**Work request**
Repeat exactly the lines of the entries below from the one with "use crate::sink::RecordSink;" through the one with "flags (page 0x86).", both ends included, and nothing else.

**Provided information**
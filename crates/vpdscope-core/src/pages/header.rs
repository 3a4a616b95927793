use super::error::PageError;
use super::kind::PageKind;
use super::layout;
use super::reader::PageReader;

/// The four byte header every VPD response starts with.
#[derive(Debug, Clone, Copy, PartialEq, Eq)]
pub struct ResponseHeader {
    pub peripheral_qualifier: u8,
    pub peripheral_device_type: u8,
    pub page_code: u8,
    /// Page length field: bytes following the header.
    pub declared_length: usize,
}

impl ResponseHeader {
    pub fn parse(response: &[u8]) -> Result<Self, PageError> {
        let reader = PageReader::new(response);
        reader.require_len(layout::HEADER_LEN)?;
        let peripheral = reader.read_u8(layout::PERIPHERAL_OFFSET)?;
        Ok(Self {
            peripheral_qualifier: (peripheral >> layout::QUALIFIER_SHIFT) & layout::QUALIFIER_MASK,
            peripheral_device_type: peripheral & layout::PDT_MASK,
            page_code: reader.read_u8(layout::PAGE_CODE_OFFSET)?,
            declared_length: usize::from(reader.read_u16_be(layout::PAGE_LENGTH_RANGE)?),
        })
    }

    /// Header plus declared body.
    pub fn total_len(&self) -> usize {
        layout::HEADER_LEN + self.declared_length
    }

    /// Rejects a response whose page code is not the one requested.
    pub fn check_echo(&self, requested: u8, response: &[u8]) -> Result<(), PageError> {
        if self.page_code == requested {
            return Ok(());
        }
        let head = &response[..response.len().min(layout::BAD_RESPONSE_DUMP_LEN)];
        Err(PageError::EchoMismatch {
            expected: requested,
            actual: self.page_code,
            head: head.to_vec(),
        })
    }
}

/// A validated VPD response, owned by one decode call.
///
/// The response is cut to exactly header plus declared length, so every
/// decoder sees `body().len() == declared_length`.
#[derive(Debug, Clone, PartialEq, Eq)]
pub struct VpdPage {
    header: ResponseHeader,
    response: Vec<u8>,
}

impl VpdPage {
    /// Validates the echo, the hard size limit and the declared length.
    ///
    /// # Examples
    /// ```
    /// use vpdscope_core::VpdPage;
    ///
    /// let page = VpdPage::from_response(0x80, vec![0x00, 0x80, 0x00, 0x03, b'A', b'B', b'C', 0xff]).unwrap();
    /// assert_eq!(page.body(), b"ABC");
    /// assert_eq!(page.peripheral_device_type(), 0);
    /// ```
    pub fn from_response(requested: u8, mut response: Vec<u8>) -> Result<Self, PageError> {
        let header = ResponseHeader::parse(&response)?;
        header.check_echo(requested, &response)?;
        let total = header.total_len();
        if total > layout::MAX_RESPONSE_LEN {
            return Err(PageError::TooLong {
                length: total,
                max: layout::MAX_RESPONSE_LEN,
            });
        }
        if response.len() < total {
            return Err(PageError::Truncated {
                declared: total,
                actual: response.len(),
            });
        }
        response.truncate(total);
        Ok(Self { header, response })
    }

    pub fn page_code(&self) -> u8 {
        self.header.page_code
    }

    pub fn peripheral_qualifier(&self) -> u8 {
        self.header.peripheral_qualifier
    }

    pub fn peripheral_device_type(&self) -> u8 {
        self.header.peripheral_device_type
    }

    pub fn declared_length(&self) -> usize {
        self.header.declared_length
    }

    /// Full response including the header.
    pub fn response(&self) -> &[u8] {
        &self.response
    }

    pub fn body(&self) -> &[u8] {
        self.response.get(layout::HEADER_LEN..).unwrap_or_default()
    }

    /// Standard decoder for this page, selected by code and device type.
    pub fn kind(&self) -> Option<PageKind> {
        PageKind::resolve(self.page_code(), self.peripheral_device_type())
    }
}
use thiserror::Error;

use crate::descriptors::designator::DesignatorError;

/// Structural faults that abort one page's decode.
#[derive(Debug, Clone, PartialEq, Eq, Error)]
pub enum PageError {
    #[error("page too short: need {needed} bytes, got {actual}")]
    TooShort { needed: usize, actual: usize },
    #[error(
        "invalid VPD response; probably a STANDARD INQUIRY response (page code 0x{actual:02x}, expected 0x{expected:02x})"
    )]
    EchoMismatch {
        expected: u8,
        actual: u8,
        /// Leading bytes of the rejected response.
        head: Vec<u8>,
    },
    #[error("response length too long: {length} > {max}")]
    TooLong { length: usize, max: usize },
    #[error("response truncated: page declares {declared} bytes, got {actual}")]
    Truncated { declared: usize, actual: usize },
    #[error("{page} VPD page, short descriptor length={needed}, left={left}")]
    ShortDescriptor {
        page: &'static str,
        needed: usize,
        left: usize,
    },
    #[error("VPD page error: {0}")]
    Designator(#[from] DesignatorError),
}
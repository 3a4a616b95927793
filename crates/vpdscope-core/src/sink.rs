use crate::{Diagnostic, Record};

/// Collects records and diagnostics while one page is decoded.
///
/// A sink is created per page decode and never shared, so the output of a
/// page that aborts part-way still holds everything decoded before the fault.
/// Vendor page handlers fill one the same way the standard decoders do.
#[derive(Debug, Default)]
pub struct RecordSink {
    records: Vec<Record>,
    diagnostics: Vec<Diagnostic>,
}

impl RecordSink {
    pub fn new() -> Self {
        Self::default()
    }

    pub fn push(&mut self, record: impl Into<Record>) {
        self.records.push(record.into());
    }

    /// Record a non-fatal anomaly and emit it as a `tracing` warning.
    pub fn warn(&mut self, offset: Option<usize>, message: impl Into<String>) {
        let message = message.into();
        tracing::warn!(offset = ?offset, "{message}");
        self.diagnostics.push(Diagnostic { offset, message });
    }

    pub fn records(&self) -> &[Record] {
        &self.records
    }

    pub fn into_parts(self) -> (Vec<Record>, Vec<Diagnostic>) {
        (self.records, self.diagnostics)
    }
}
use crate::descriptors::transport_id::{TransportId, TransportIdRecord};
use crate::hex::hex_dump;

const LEADIN: &str = " ";

pub(super) fn write_transport_id(out: &mut String, record: &TransportIdRecord) {
    if let TransportId::Truncated { raw } = &record.id {
        push_line!(
            out,
            "{LEADIN}Transport Id short or not multiple of 4 [length={}]:",
            raw.len()
        );
        out.push_str(&hex_dump(raw, true));
        return;
    }
    push_line!(out, "{LEADIN}Transport Id of initiator:");
    let unexpected = |out: &mut String| {
        if let Some(code) = record.unexpected_format_code() {
            push_line!(out, "{LEADIN}  [Unexpected format code: {code}]");
        }
    };
    match &record.id {
        TransportId::FibreChannelWwn { wwn } => {
            push_line!(out, "{LEADIN}  FCP-2 World Wide Name:");
            unexpected(out);
            out.push_str(&hex_dump(wwn, true));
        }
        TransportId::ParallelScsiAddress { address, relative_port } => {
            push_line!(out, "{LEADIN}  Parallel SCSI initiator SCSI address: 0x{address:x}");
            unexpected(out);
            push_line!(
                out,
                "{LEADIN}  relative port number (of corresponding target): 0x{relative_port:x}"
            );
        }
        TransportId::Ssa { raw } => {
            push_line!(out, "{LEADIN}  SSA (transport id not defined):");
            push_line!(out, "{LEADIN}  format code: {}", record.format_code);
            out.push_str(&hex_dump(raw, true));
        }
        TransportId::Ieee1394Eui64 { eui64 } => {
            push_line!(out, "{LEADIN}  IEEE 1394 EUI-64 name:");
            unexpected(out);
            out.push_str(&hex_dump(eui64, true));
        }
        TransportId::SrpInitiatorId { id } => {
            push_line!(out, "{LEADIN}  RDMA initiator port identifier:");
            unexpected(out);
            out.push_str(&hex_dump(id, true));
        }
        TransportId::IscsiName { name } => {
            push_line!(out, "{LEADIN}  iSCSI name: {name}");
        }
        TransportId::IscsiWwuid { id } => {
            push_line!(out, "{LEADIN}  iSCSI world wide unique port id: {id}");
        }
        TransportId::IscsiOther { raw } => {
            push_line!(
                out,
                "{LEADIN}  iSCSI   [Unexpected format code: {}]",
                record.format_code
            );
            out.push_str(&hex_dump(raw, true));
        }
        TransportId::SasAddress { address } => {
            push_line!(out, "{LEADIN}  SAS address: 0x{address:x}");
            unexpected(out);
        }
        TransportId::Adt { raw } => {
            push_line!(out, "{LEADIN}  ADT:");
            push_line!(out, "{LEADIN}  format code: {}", record.format_code);
            out.push_str(&hex_dump(raw, true));
        }
        TransportId::AtaPacket { raw } => {
            push_line!(out, "{LEADIN}  ATAPI:");
            push_line!(out, "{LEADIN}  format code: {}", record.format_code);
            out.push_str(&hex_dump(raw, true));
        }
        TransportId::Unknown { raw } => {
            push_line!(
                out,
                "{LEADIN}  unknown protocol id=0x{:x}  format_code={}",
                record.protocol.bits(),
                record.format_code
            );
            out.push_str(&hex_dump(raw, true));
        }
        TransportId::Truncated { .. } => {}
    }
}
//! Pages read at fixed offsets: supported pages, unit serial number,
//! software interface identification and extended INQUIRY data.

use serde::{Deserialize, Serialize};

use super::error::PageError;
use super::header::VpdPage;
use super::layout;
use super::reader::PageReader;
use super::table::lookup;
use crate::Record;
use crate::sink::RecordSink;

/// One entry of the supported VPD pages list.
#[derive(Debug, Clone, PartialEq, Eq, Serialize, Deserialize)]
pub struct SupportedPage {
    pub code: u8,
    #[serde(default, skip_serializing_if = "Option::is_none")]
    pub name: Option<String>,
    #[serde(default, skip_serializing_if = "Option::is_none")]
    pub acronym: Option<String>,
}

/// Extended INQUIRY data flags (page 0x86).
#[derive(Debug, Clone, Copy, PartialEq, Eq, Serialize, Deserialize)]
pub struct ExtendedInquiry {
    pub spt: u8,
    pub grd_chk: bool,
    pub app_chk: bool,
    pub ref_chk: bool,
    pub grp_sup: bool,
    pub prior_sup: bool,
    pub headsup: bool,
    pub ordsup: bool,
    pub simpsup: bool,
    pub corr_d_sup: bool,
    pub nv_sup: bool,
    pub v_sup: bool,
    pub luiclr: bool,
}

pub(crate) fn decode_supported_pages(page: &VpdPage, sink: &mut RecordSink) -> Result<(), PageError> {
    let pdt = page.peripheral_device_type();
    for &code in page.body() {
        let entry = lookup(code, None, Some(pdt));
        sink.push(Record::SupportedPage(SupportedPage {
            code,
            name: entry.map(|e| e.name.to_string()),
            acronym: entry.map(|e| e.acronym.to_string()),
        }));
    }
    Ok(())
}

pub(crate) fn decode_unit_serial_number(page: &VpdPage, sink: &mut RecordSink) -> Result<(), PageError> {
    let reader = PageReader::new(page.response());
    let serial = reader.read_text(layout::HEADER_LEN..reader.len())?;
    sink.push(Record::UnitSerialNumber { serial });
    Ok(())
}

/// Six byte identifiers; a shorter remainder is ignored.
pub(crate) fn decode_software_interface_ids(page: &VpdPage, sink: &mut RecordSink) -> Result<(), PageError> {
    for id in page.body().chunks_exact(layout::SOFTWARE_INTERFACE_ID_LEN) {
        sink.push(Record::SoftwareInterfaceId { id: id.to_vec() });
    }
    Ok(())
}

pub(crate) fn decode_extended_inquiry(page: &VpdPage, sink: &mut RecordSink) -> Result<(), PageError> {
    let reader = PageReader::new(page.response());
    reader.require_len(layout::EXTENDED_INQUIRY_MIN_LEN)?;
    let protection = reader.read_u8(layout::EXTENDED_INQUIRY_PROTECTION_OFFSET)?;
    let task = layout::EXTENDED_INQUIRY_TASK_OFFSET;
    let volatile = layout::EXTENDED_INQUIRY_VOLATILE_OFFSET;
    sink.push(Record::ExtendedInquiry(ExtendedInquiry {
        spt: (protection >> layout::SPT_SHIFT) & layout::SPT_MASK,
        grd_chk: protection & 0x04 != 0,
        app_chk: protection & 0x02 != 0,
        ref_chk: protection & 0x01 != 0,
        grp_sup: reader.read_flag(task, 0x10)?,
        prior_sup: reader.read_flag(task, 0x08)?,
        headsup: reader.read_flag(task, 0x04)?,
        ordsup: reader.read_flag(task, 0x02)?,
        simpsup: reader.read_flag(task, 0x01)?,
        corr_d_sup: reader.read_flag(volatile, 0x04)?,
        nv_sup: reader.read_flag(volatile, 0x02)?,
        v_sup: reader.read_flag(volatile, 0x01)?,
        luiclr: reader.read_flag(layout::EXTENDED_INQUIRY_LUICLR_OFFSET, 0x01)?,
    }));
    Ok(())
}
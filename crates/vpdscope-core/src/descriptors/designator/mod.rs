//! Identification descriptor decoding (device identification VPD page).
//!
//! A page body is a list of TLV descriptors: a four byte header (protocol id,
//! code set, PIV, association, designator type, length) followed by the
//! designator bytes. `iter` walks the list with optional filters and
//! bounds-checks every descriptor before handing it out; `parser` decodes one
//! designator per its type. Two listings sit on top: `full` emits every
//! designator with its header fields, `abridged` emits only identifiers that
//! are usable outside the device and pairs SAS port addresses with relative
//! port numbers.
//!
//! Only a descriptor that does not fit in the buffer is fatal. Prerequisite
//! violations (code set, association, length) degrade that one designator to
//! raw bytes plus a diagnostic.

pub mod abridged;
pub mod error;
pub mod full;
pub mod iter;
pub mod layout;
pub mod parser;
pub mod reader;

pub use abridged::{ShortIdentifier, ShortValue};
pub use error::{DesignatorError, DesignatorProblem};
pub use full::{DesignatorRecord, Heading};
pub use iter::{DescriptorFilter, DescriptorIter, IterStep, next_descriptor};
pub use parser::{Descriptor, Designator, Eui64, decode_designator, parse_descriptor};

**Problem solution**
use crate::sink::RecordSink;

/// One entry of the supported VPD pages list.
#[derive(Debug, Clone, PartialEq, Eq, Serialize, Deserialize)]
pub struct SupportedPage {
    pub code: u8,
    #[serde(default, skip_serializing_if = "Option::is_none")]
    pub name: Option<String>,
    #[serde(default, skip_serializing_if = "Option::is_none")]
    pub acronym: Option<String>,
}

/// Extended INQUIRY data flags (page 0x86).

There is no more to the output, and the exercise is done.